::: Listed entries :::

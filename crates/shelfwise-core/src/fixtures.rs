//! Ten-book catalog shared by the unit tests.
//!
//! Categories: Fiction 4 (Orwell, King x2, Lee), Nonfiction 2 (Gladwell,
//! Bryson), Children's Fiction 3 (Rowling x2, Dahl),
//! Children's Nonfiction 1 (National Geographic Kids). The National
//! Geographic almanac has no publication year.

use std::sync::Mutex;

use anyhow::{bail, Result};
use async_trait::async_trait;

use crate::index::{IndexHit, SemanticIndex};
use crate::models::{Category, ItemRecord, RecordTable, ToneScores};

#[allow(clippy::too_many_arguments)]
fn book(
    id: &str,
    title: &str,
    authors: &str,
    category: Category,
    pages: u32,
    year: Option<i32>,
    description: &str,
    tones: [f64; 5],
) -> ItemRecord {
    let [joy, surprise, anger, fear, sadness] = tones;
    ItemRecord {
        id: id.to_string(),
        title: title.to_string(),
        authors: authors.to_string(),
        category,
        pages: Some(pages),
        published_year: year,
        description: description.to_string(),
        tones: ToneScores {
            anger,
            disgust: 0.0,
            fear,
            joy,
            sadness,
            surprise,
            neutral: 0.0,
        },
    }
}

pub(crate) fn sample_books() -> Vec<ItemRecord> {
    vec![
        book(
            "9780451524935",
            "1984",
            "George Orwell",
            Category::Fiction,
            200,
            Some(1949),
            "A dystopian novel about a totalitarian regime that controls every aspect of life through surveillance and propaganda.",
            [0.1, 0.2, 0.4, 0.8, 0.7],
        ),
        book(
            "9780439708180",
            "Harry Potter and the Sorcerer's Stone",
            "J.K. Rowling",
            Category::ChildrensFiction,
            300,
            Some(1997),
            "A young wizard discovers his magical heritage on his eleventh birthday and begins his education at Hogwarts School of Witchcraft and Wizardry.",
            [0.9, 0.7, 0.1, 0.2, 0.1],
        ),
        book(
            "9780385121675",
            "The Shining",
            "Stephen King",
            Category::Fiction,
            400,
            Some(1977),
            "A horror novel about a writer who becomes winter caretaker at an isolated hotel and descends into madness.",
            [0.05, 0.6, 0.3, 0.95, 0.4],
        ),
        book(
            "9780062315007",
            "To Kill a Mockingbird",
            "Harper Lee",
            Category::Fiction,
            250,
            Some(1960),
            "A classic novel about racial injustice and moral growth in the American South during the 1930s.",
            [0.3, 0.4, 0.6, 0.3, 0.5],
        ),
        book(
            "9780062059925",
            "Outliers",
            "Malcolm Gladwell",
            Category::Nonfiction,
            180,
            Some(2008),
            "An exploration of what makes high-achievers different and the hidden advantages that contribute to success.",
            [0.6, 0.8, 0.1, 0.1, 0.2],
        ),
        book(
            "9780385737951",
            "Charlie and the Chocolate Factory",
            "Roald Dahl",
            Category::ChildrensFiction,
            120,
            Some(1964),
            "A delightful tale about a poor boy who wins a golden ticket to tour the most magnificent chocolate factory in the world.",
            [0.95, 0.9, 0.05, 0.1, 0.1],
        ),
        book(
            "9780439136365",
            "National Geographic Kids Almanac 2023",
            "National Geographic Kids",
            Category::ChildrensNonfiction,
            80,
            None,
            "An educational almanac packed with facts, photos, and fun activities about animals, science, geography, and world cultures.",
            [0.7, 0.5, 0.05, 0.05, 0.1],
        ),
        book(
            "9780544173767",
            "A Short History of Nearly Everything",
            "Bill Bryson",
            Category::Nonfiction,
            350,
            Some(2003),
            "A fascinating journey through science and history, explaining complex scientific concepts in an accessible and entertaining way.",
            [0.5, 0.6, 0.1, 0.1, 0.2],
        ),
        book(
            "9780307743657",
            "It",
            "Stephen King",
            Category::Fiction,
            1138,
            Some(1986),
            "A terrifying horror novel about a group of children who face an ancient evil entity in the town of Derry, Maine.",
            [0.02, 0.8, 0.4, 0.98, 0.6],
        ),
        book(
            "9780439064873",
            "Harry Potter and the Chamber of Secrets",
            "J.K. Rowling",
            Category::ChildrensFiction,
            341,
            Some(1998),
            "Harry returns to Hogwarts for his second year and faces the mystery of the Chamber of Secrets and its deadly monster.",
            [0.7, 0.8, 0.2, 0.4, 0.2],
        ),
    ]
}

pub(crate) fn sample_table() -> RecordTable {
    RecordTable::new(sample_books())
}

pub(crate) fn titles(records: &[&ItemRecord]) -> Vec<String> {
    records.iter().map(|r| r.title.clone()).collect()
}

/// Scripted index that returns fixed hits and records every call.
pub(crate) struct RecordingIndex {
    hits: Vec<IndexHit>,
    fail: bool,
    calls: Mutex<Vec<(String, usize)>>,
}

impl RecordingIndex {
    /// Hits are `"<id> ..."` documents for the given ids, in order.
    pub(crate) fn returning(ids: &[&str]) -> Self {
        Self {
            hits: ids
                .iter()
                .map(|id| IndexHit::new(format!("{} description", id)))
                .collect(),
            fail: false,
            calls: Mutex::new(Vec::new()),
        }
    }

    pub(crate) fn failing() -> Self {
        Self {
            hits: Vec::new(),
            fail: true,
            calls: Mutex::new(Vec::new()),
        }
    }

    pub(crate) fn calls(&self) -> Vec<(String, usize)> {
        self.calls.lock().unwrap().clone()
    }
}

#[async_trait]
impl SemanticIndex for RecordingIndex {
    async fn search(&self, query: &str, k: usize) -> Result<Vec<IndexHit>> {
        self.calls.lock().unwrap().push((query.to_string(), k));
        if self.fail {
            bail!("index unavailable");
        }
        Ok(self.hits.iter().take(k).cloned().collect())
    }
}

:::

# Work instructions
Copy out the lines of the records above in which the string "Orwell" appears.

# Output
//! Categories: Fiction 4 (Orwell, King x2, Lee), Nonfiction 2 (Gladwell,
            "George Orwell",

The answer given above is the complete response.